● **WORK REQUEST**
Each line in the entries below that holds the string "apply" is to be listed.

[Items from a dataset]

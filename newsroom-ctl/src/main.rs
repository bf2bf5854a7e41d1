use std::{io::Write, path::PathBuf};

use anyhow::Context;
use newsroom_client::{
    api::{ArticleId, ArticleUpdate, CommentId, Credentials, ReplyId, Vote},
    ArticlePanel, ArticleView, CommentStore, CredentialStore, Deletion, EnvCredential,
    FileCredential, HttpGateway, Identity, MemoryCredential,
};

const TOKEN_VAR: &str = "NEWSROOM_TOKEN";

#[derive(structopt::StructOpt)]
struct Opt {
    /// Base URL of the news API
    #[structopt(short, long, env = "NEWSROOM_HOST")]
    host: String,

    /// File the login token is kept in. NEWSROOM_TOKEN takes precedence.
    #[structopt(long, parse(from_os_str))]
    token_file: Option<PathBuf>,

    #[structopt(subcommand)]
    cmd: Command,
}

#[derive(structopt::StructOpt)]
enum Command {
    /// Log in and remember the token
    Login {
        email: String,

        #[structopt(long, env = "NEWSROOM_PASSWORD", hide_env_values = true)]
        password: String,
    },

    /// Forget the remembered token
    Logout,

    /// Show who the remembered token belongs to
    Whoami,

    /// Show the comment thread of an article
    Thread { article: String },

    /// Post a comment on an article
    Comment { article: String, text: String },

    EditComment {
        article: String,
        comment: String,
        text: String,
    },

    DeleteComment {
        article: String,
        comment: String,

        /// Do not ask for confirmation
        #[structopt(short, long)]
        yes: bool,
    },

    Like { article: String, comment: String },

    Dislike { article: String, comment: String },

    /// Reply to a comment
    Reply {
        article: String,
        comment: String,
        text: String,
    },

    EditReply {
        article: String,
        comment: String,
        reply: String,
        text: String,
    },

    DeleteReply {
        article: String,
        comment: String,
        reply: String,

        #[structopt(short, long)]
        yes: bool,
    },

    /// Show an article
    Article { article: String },

    LikeArticle { article: String },

    DislikeArticle { article: String },

    /// Change fields of an article, the others keep their value
    EditArticle {
        article: String,

        #[structopt(flatten)]
        fields: ArticleFields,
    },

    DeleteArticle {
        article: String,

        #[structopt(short, long)]
        yes: bool,
    },
}

#[derive(Debug, Default, structopt::StructOpt)]
struct ArticleFields {
    #[structopt(long)]
    title: Option<String>,

    #[structopt(long)]
    content: Option<String>,

    #[structopt(long)]
    state: Option<String>,

    #[structopt(long)]
    city: Option<String>,

    #[structopt(long)]
    category: Option<String>,

    /// Pass an empty string to remove the image
    #[structopt(long)]
    image_url: Option<String>,
}

impl ArticleFields {
    fn apply(self, form: &mut ArticleUpdate) {
        let fields = [
            (self.title, &mut form.title),
            (self.content, &mut form.body),
            (self.state, &mut form.state),
            (self.city, &mut form.city),
            (self.category, &mut form.category),
        ];
        for (value, field) in fields {
            if let Some(value) = value {
                *field = value;
            }
        }
        if let Some(url) = self.image_url {
            form.image_url = Some(url).filter(|u| !u.is_empty());
        }
    }
}

fn credential_store(opt: &Opt) -> Box<dyn CredentialStore> {
    if std::env::var_os(TOKEN_VAR).is_some() {
        return Box::new(EnvCredential::new(TOKEN_VAR));
    }
    match &opt.token_file {
        Some(path) => Box::new(FileCredential::new(path)),
        None => Box::new(MemoryCredential::default()),
    }
}

fn ask(yes: bool) -> impl Fn(&str) -> bool {
    move |question: &str| {
        if yes {
            return true;
        }
        print!("{question} [y/N] ");
        if std::io::stdout().flush().is_err() {
            return false;
        }
        let mut answer = String::new();
        match std::io::stdin().read_line(&mut answer) {
            Ok(_) => matches!(answer.trim(), "y" | "Y" | "yes"),
            Err(_) => false,
        }
    }
}

async fn print_thread(
    store: &CommentStore<HttpGateway>,
    article: &ArticleId,
) -> anyhow::Result<()> {
    let comments = store
        .load_thread(article)
        .await
        .with_context(|| format!("fetching the comments of article {article}"))?;
    if comments.is_empty() {
        println!("No comments yet.");
    }
    for c in comments.iter() {
        println!(
            "[{}] {} (+{} -{}): {}",
            c.id,
            c.author.username,
            c.likes.len(),
            c.dislikes.len(),
            c.body
        );
        for r in c.replies.iter() {
            println!("    [{}] {}: {}", r.id, r.author.username, r.body);
        }
    }
    Ok(())
}

fn print_deletion<T>(what: &str, res: Deletion<T>) {
    match res {
        Deletion::Done(_) => println!("{what} deleted"),
        Deletion::Declined => println!("{what} kept"),
    }
}

async fn vote_comment(
    gateway: HttpGateway,
    article: String,
    comment: String,
    vote: Vote,
    me: &Identity,
) -> anyhow::Result<()> {
    let store = CommentStore::new(gateway);
    store.load_thread(&ArticleId(article)).await?;
    let c = store.vote_comment(&CommentId(comment), vote, me).await?;
    println!("+{} -{}", c.likes.len(), c.dislikes.len());
    Ok(())
}

async fn vote_article(
    gateway: HttpGateway,
    article: String,
    vote: Vote,
    me: &Identity,
) -> anyhow::Result<()> {
    let panel = ArticlePanel::new(gateway);
    panel.load(&ArticleId(article)).await?;
    let a = match vote {
        Vote::Like => panel.like(me).await?,
        Vote::Dislike => panel.dislike(me).await?,
    };
    println!("+{} -{}", a.likes.len(), a.dislikes.len());
    Ok(())
}

#[tokio::main]
async fn main() -> anyhow::Result<()> {
    if std::env::var_os("RUST_LOG").is_some() {
        tracing_subscriber::fmt()
            .with_env_filter(tracing_subscriber::EnvFilter::from_default_env())
            .with_writer(std::io::stderr)
            .init();
    }

    let opt = <Opt as structopt::StructOpt>::from_args();
    let creds = credential_store(&opt);
    let me = Identity::from_store(&*creds);
    let gateway = HttpGateway::new(opt.host.clone());
    tracing::debug!(host = %gateway.host(), logged_in = me.is_logged_in(), "starting");

    match opt.cmd {
        Command::Login { email, password } => {
            let token = gateway
                .login(&Credentials { email, password })
                .await
                .context("logging in")?;
            let me = Identity::from_token(token.clone()).context("decoding login token")?;
            match opt.token_file {
                Some(_) => creds.save(&token).context("saving login token")?,
                None => println!("{}", token.0),
            }
            println!("Logged in as {}", me.username().unwrap_or_default());
        }
        Command::Logout => {
            creds.clear().context("clearing login token")?;
            println!("Logged out");
        }
        Command::Whoami => match me.claims() {
            Some(claims) => println!("{}", serde_json::to_string_pretty(claims)?),
            None => println!("Not logged in"),
        },
        Command::Thread { article } => {
            print_thread(&CommentStore::new(gateway), &ArticleId(article)).await?;
        }
        Command::Comment { article, text } => {
            let store = CommentStore::new(gateway);
            let article = ArticleId(article);
            store.load_thread(&article).await?;
            let c = store.post_comment(&article, &text, &me).await?;
            println!("Posted comment {}", c.id);
        }
        Command::EditComment {
            article,
            comment,
            text,
        } => {
            let store = CommentStore::new(gateway);
            store.load_thread(&ArticleId(article)).await?;
            store
                .edit_comment(&CommentId(comment), &text, &me)
                .await?;
            println!("Comment updated");
        }
        Command::DeleteComment {
            article,
            comment,
            yes,
        } => {
            let store = CommentStore::new(gateway);
            store.load_thread(&ArticleId(article)).await?;
            let res = store
                .delete_comment(&CommentId(comment), &me, &ask(yes))
                .await?;
            print_deletion("Comment", res);
        }
        Command::Like { article, comment } => {
            vote_comment(gateway, article, comment, Vote::Like, &me).await?;
        }
        Command::Dislike { article, comment } => {
            vote_comment(gateway, article, comment, Vote::Dislike, &me).await?;
        }
        Command::Reply {
            article,
            comment,
            text,
        } => {
            let store = CommentStore::new(gateway);
            store.load_thread(&ArticleId(article)).await?;
            let c = store.post_reply(&CommentId(comment), &text, &me).await?;
            println!("Comment {} now has {} replies", c.id, c.replies.len());
        }
        Command::EditReply {
            article,
            comment,
            reply,
            text,
        } => {
            let store = CommentStore::new(gateway);
            store.load_thread(&ArticleId(article)).await?;
            store
                .edit_reply(&CommentId(comment), &ReplyId(reply), &text, &me)
                .await?;
            println!("Reply updated");
        }
        Command::DeleteReply {
            article,
            comment,
            reply,
            yes,
        } => {
            let store = CommentStore::new(gateway);
            store.load_thread(&ArticleId(article)).await?;
            let res = store
                .delete_reply(&CommentId(comment), &ReplyId(reply), &me, &ask(yes))
                .await?;
            print_deletion("Reply", res);
        }
        Command::Article { article } => {
            let panel = ArticlePanel::new(gateway);
            match panel.load(&ArticleId(article)).await? {
                ArticleView::Viewing(a) => println!("{}", serde_json::to_string_pretty(&a)?),
                _ => println!("Article not found"),
            }
        }
        Command::LikeArticle { article } => {
            vote_article(gateway, article, Vote::Like, &me).await?;
        }
        Command::DislikeArticle { article } => {
            vote_article(gateway, article, Vote::Dislike, &me).await?;
        }
        Command::EditArticle { article, fields } => {
            let panel = ArticlePanel::new(gateway);
            let id = ArticleId(article);
            if panel.load(&id).await? == ArticleView::NotFound {
                anyhow::bail!("article {id} not found");
            }
            panel.begin_edit()?;
            panel.edit_form(|f| fields.apply(f))?;
            let a = panel
                .submit_edit(&me)
                .await
                .with_context(|| format!("updating article {id}"))?;
            println!("{}", serde_json::to_string_pretty(&a)?);
        }
        Command::DeleteArticle { article, yes } => {
            let panel = ArticlePanel::new(gateway);
            panel.load(&ArticleId(article)).await?;
            let res = panel.delete(&me, &ask(yes)).await?;
            print_deletion("Article", res);
        }
    }

    Ok(())
}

● **ANSWER SECTION**
    fn apply(self, form: &mut ArticleUpdate) {
            panel.edit_form(|f| fields.apply(f))?;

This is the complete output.